Improvement of postnatal neovascularization by human embryonic stem cell derived endothelial-like cell transplantation in a mouse model of hindlimb ischemia

Abstract

Background: We established an efficient preparation method to obtain endothelial-like cells (ECs) from human embryonic stem cells (hESCs) and tested whether these hESC-ECs would show therapeutic potential for treatment of hindlimb ischemia.

Methods and results: ECs differentiated from hESCs were obtained by mechanical isolation and cell sorting for von Willebrand factor. The isolated hESC-ECs maintained endothelial cell-specific characteristics such as endothelial marker expression and capillary formation. One day after surgical induction of hindlimb ischemia in athymic mice, hESC-ECs were injected intramuscularly into ischemic limbs. Four weeks after treatment, hESC-EC treatment significantly increased limb salvage (36%) compared with treatment with medium (0%). In addition, laser Doppler imaging showed that the ratio of blood perfusion (ischemic to normal limb) was increased significantly (P<0.01) by hESC-EC treatment (0.511+/-0.167) compared with medium injection (0.073+/-0.061).

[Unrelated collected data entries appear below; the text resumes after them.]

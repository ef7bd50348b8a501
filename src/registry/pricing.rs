//! Pricing catalog: the data behind the model registry.
//!
//! The catalog maps `provider -> model_name -> {input, output, quality}` and
//! can be loaded from JSON or taken from the built-in table. Pricing is data,
//! not logic: nothing here depends on the routing machinery.

use std::collections::BTreeMap;

use serde::{Deserialize, Serialize};

use crate::error::ConfigError;

use super::ModelArm;

/// Per-model pricing and prior quality.
#[derive(Debug, Clone, Copy, Serialize, Deserialize)]
pub struct ModelPricing {
    /// Cost per input token in dollars.
    pub input: f64,
    /// Cost per output token in dollars.
    pub output: f64,
    /// Prior quality estimate (0.0 - 1.0).
    pub quality: f64,
}

/// Catalog of provider pricing tables.
///
/// A `BTreeMap` keeps iteration (and thus registry ordering) stable.
#[derive(Debug, Clone, Serialize, Deserialize)]
#[serde(transparent)]
pub struct PricingCatalog {
    providers: BTreeMap<String, BTreeMap<String, ModelPricing>>,
}

impl PricingCatalog {
    /// Parse a catalog from JSON
    /// (`{"openai": {"gpt-4o": {"input": ..., "output": ..., "quality": ...}}}`).
    pub fn from_json(json: &str) -> Result<Self, ConfigError> {
        Ok(serde_json::from_str(json)?)
    }

    /// The built-in catalog: 18 models across six providers.
    ///
    /// Prices are dollars per token; quality estimates come from public
    /// benchmark aggregates and are priors only — the bandit learns the rest.
    pub fn builtin() -> Self {
        let mut providers: BTreeMap<String, BTreeMap<String, ModelPricing>> = BTreeMap::new();

        let mut openai = BTreeMap::new();
        openai.insert("gpt-4o".to_string(), pricing(2.5e-6, 1.0e-5, 0.95));
        openai.insert("gpt-4o-mini".to_string(), pricing(1.5e-7, 6.0e-7, 0.85));
        openai.insert("gpt-4-turbo".to_string(), pricing(1.0e-5, 3.0e-5, 0.93));
        openai.insert("gpt-3.5-turbo".to_string(), pricing(5.0e-7, 1.5e-6, 0.78));
        providers.insert("openai".to_string(), openai);

        let mut anthropic = BTreeMap::new();
        anthropic.insert(
            "claude-3-5-sonnet-20241022".to_string(),
            pricing(3.0e-6, 1.5e-5, 0.96),
        );
        anthropic.insert(
            "claude-3-opus-20240229".to_string(),
            pricing(1.5e-5, 7.5e-5, 0.95),
        );
        anthropic.insert(
            "claude-3-haiku-20240307".to_string(),
            pricing(2.5e-7, 1.25e-6, 0.82),
        );
        providers.insert("anthropic".to_string(), anthropic);

        let mut google = BTreeMap::new();
        google.insert("gemini-1.5-pro".to_string(), pricing(1.25e-6, 5.0e-6, 0.92));
        google.insert("gemini-1.5-flash".to_string(), pricing(7.5e-8, 3.0e-7, 0.80));
        google.insert("gemini-1.0-pro".to_string(), pricing(5.0e-7, 1.5e-6, 0.76));
        providers.insert("google".to_string(), google);

        let mut groq = BTreeMap::new();
        groq.insert(
            "llama-3.1-70b-versatile".to_string(),
            pricing(5.9e-7, 7.9e-7, 0.84),
        );
        groq.insert(
            "llama-3.1-8b-instant".to_string(),
            pricing(5.0e-8, 8.0e-8, 0.70),
        );
        groq.insert(
            "mixtral-8x7b-32768".to_string(),
            pricing(2.4e-7, 2.4e-7, 0.74),
        );
        providers.insert("groq".to_string(), groq);

        let mut mistral = BTreeMap::new();
        mistral.insert("mistral-large".to_string(), pricing(2.0e-6, 6.0e-6, 0.89));
        mistral.insert("mistral-small".to_string(), pricing(2.0e-7, 6.0e-7, 0.77));
        mistral.insert("open-mixtral-8x22b".to_string(), pricing(2.0e-6, 6.0e-6, 0.83));
        providers.insert("mistral".to_string(), mistral);

        let mut cohere = BTreeMap::new();
        cohere.insert("command-r-plus".to_string(), pricing(2.5e-6, 1.0e-5, 0.86));
        cohere.insert("command-r".to_string(), pricing(1.5e-7, 6.0e-7, 0.79));
        providers.insert("cohere".to_string(), cohere);

        Self { providers }
    }

    /// Number of providers in the catalog.
    pub fn provider_count(&self) -> usize {
        self.providers.len()
    }

    /// Flatten the catalog into registry arms, ordered by provider then model.
    pub fn into_arms(self) -> Vec<ModelArm> {
        let mut arms = Vec::new();
        for (provider, models) in self.providers {
            for (model_name, p) in models {
                arms.push(ModelArm::new(
                    provider.clone(),
                    model_name,
                    p.input,
                    p.output,
                    p.quality,
                ));
            }
        }
        arms
    }
}

fn pricing(input: f64, output: f64, quality: f64) -> ModelPricing {
    ModelPricing {
        input,
        output,
        quality,
    }
}
//! Text embedding for query analysis.
//!
//! The routing core consumes embeddings through the [`Embedder`] trait; a
//! production deployment plugs in a real embedding model behind it. The
//! built-in [`HashEmbedder`] is a deterministic hash-based fallback: word and
//! character-trigram features hashed onto a fixed-dimensional unit vector.

use async_trait::async_trait;
use ndarray::Array1;
use sha2::{Digest, Sha256};

use crate::error::AnalysisError;

/// Default embedding dimension.
pub const DEFAULT_DIMENSION: usize = 384;

/// Black-box text-to-vector function.
///
/// Implementations must be pure: the same text always maps to the same
/// vector for a fixed model.
#[async_trait]
pub trait Embedder: Send + Sync {
    /// Embed the text into a fixed-dimensional vector.
    async fn embed(&self, text: &str) -> Result<Vec<f64>, AnalysisError>;

    /// Dimension of produced vectors.
    fn dimension(&self) -> usize;
}

/// Deterministic hash-based embedder.
///
/// Splits the dimension into word features, character-trigram features and a
/// small block of text statistics, then normalizes to unit length. Not a
/// semantic model, but stable, dependency-free and good enough for the
/// contextual policies to learn lexical structure.
#[derive(Debug, Clone)]
pub struct HashEmbedder {
    dimension: usize,
}

impl Default for HashEmbedder {
    fn default() -> Self {
        Self::new(DEFAULT_DIMENSION)
    }
}

impl HashEmbedder {
    /// Create an embedder with the given dimension.
    pub fn new(dimension: usize) -> Self {
        Self { dimension }
    }

    /// Compute the embedding synchronously.
    pub fn embed_text(&self, text: &str) -> Vec<f64> {
        let mut embedding = Array1::<f64>::zeros(self.dimension);
        let text_lower = text.to_lowercase();

        // Word-level features in the first half.
        let words: Vec<&str> = text_lower.split_whitespace().collect();
        let word_dim = self.dimension / 2;
        if word_dim > 0 {
            for word in &words {
                let pos = hash_to_index(word, word_dim);
                embedding[pos] += 1.0 / words.len().max(1) as f64;
            }
        }

        // Character trigrams in the next quarter.
        let offset = word_dim;
        let trigram_dim = self.dimension / 4;
        if trigram_dim > 0 {
            let chars: Vec<char> = text_lower.chars().collect();
            for window in chars.windows(3) {
                let trigram: String = window.iter().collect();
                let pos = offset + hash_to_index(&trigram, trigram_dim);
                embedding[pos] += 1.0;
            }
        }

        // Text statistics in the remainder.
        let stats_offset = offset + trigram_dim;
        let remaining = self.dimension - stats_offset;
        if remaining > 0 {
            embedding[stats_offset] = (text.len() as f64 / 1000.0).min(1.0);
        }
        if remaining > 1 {
            embedding[stats_offset + 1] = (words.len() as f64 / 200.0).min(1.0);
        }
        if remaining > 2 {
            let avg_word_len = if words.is_empty() {
                0.0
            } else {
                words.iter().map(|w| w.len()).sum::<usize>() as f64 / words.len() as f64
            };
            embedding[stats_offset + 2] = (avg_word_len / 15.0).min(1.0);
        }

        normalize(&mut embedding);
        embedding.to_vec()
    }
}

#[async_trait]
impl Embedder for HashEmbedder {
    async fn embed(&self, text: &str) -> Result<Vec<f64>, AnalysisError> {
        Ok(self.embed_text(text))
    }

    fn dimension(&self) -> usize {
        self.dimension
    }
}

/// Hash a token to an index within `dim` using SHA-256.
///
/// SHA-256 keeps positions stable across processes and platforms, unlike the
/// standard library hasher.
fn hash_to_index(token: &str, dim: usize) -> usize {
    let digest = Sha256::digest(token.as_bytes());
    let mut bytes = [0u8; 8];
    bytes.copy_from_slice(&digest[..8]);
    (u64::from_le_bytes(bytes) % dim as u64) as usize
}

/// Normalize a vector to unit length in place. Zero vectors stay zero.
fn normalize(v: &mut Array1<f64>) {
    let norm = v.iter().map(|x| x * x).sum::<f64>().sqrt();
    if norm > 0.0 {
        v.mapv_inplace(|x| x / norm);
    }
}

Capillary and arteriole densities were 658+/-190/mm2 and 30+/-11/mm2 in the hESC-EC group, respectively, whereas those in the medium group were 392+/-118/mm2 and 16+/-8/mm2, respectively (P<0.01). Reverse-transcription polymerase chain reaction with human-specific primers revealed mRNA expression of human endothelial markers and human angiogenic factors in ischemic mouse tissues. The transplanted hESC-ECs were localized as capillaries near muscle tissues in ischemic regions or incorporated in the vessels between muscle tissues, as confirmed by human nuclear antigen staining with platelet/endothelial cell adhesion molecule or von Willebrand factor.

Conclusions: This study demonstrates that hESC-EC transplantation improves blood perfusion and limb salvage by facilitating postnatal neovascularization in a mouse model of hindlimb ischemia. Thus, hESC-ECs might be useful as an alternative cell source for angiogenic therapy.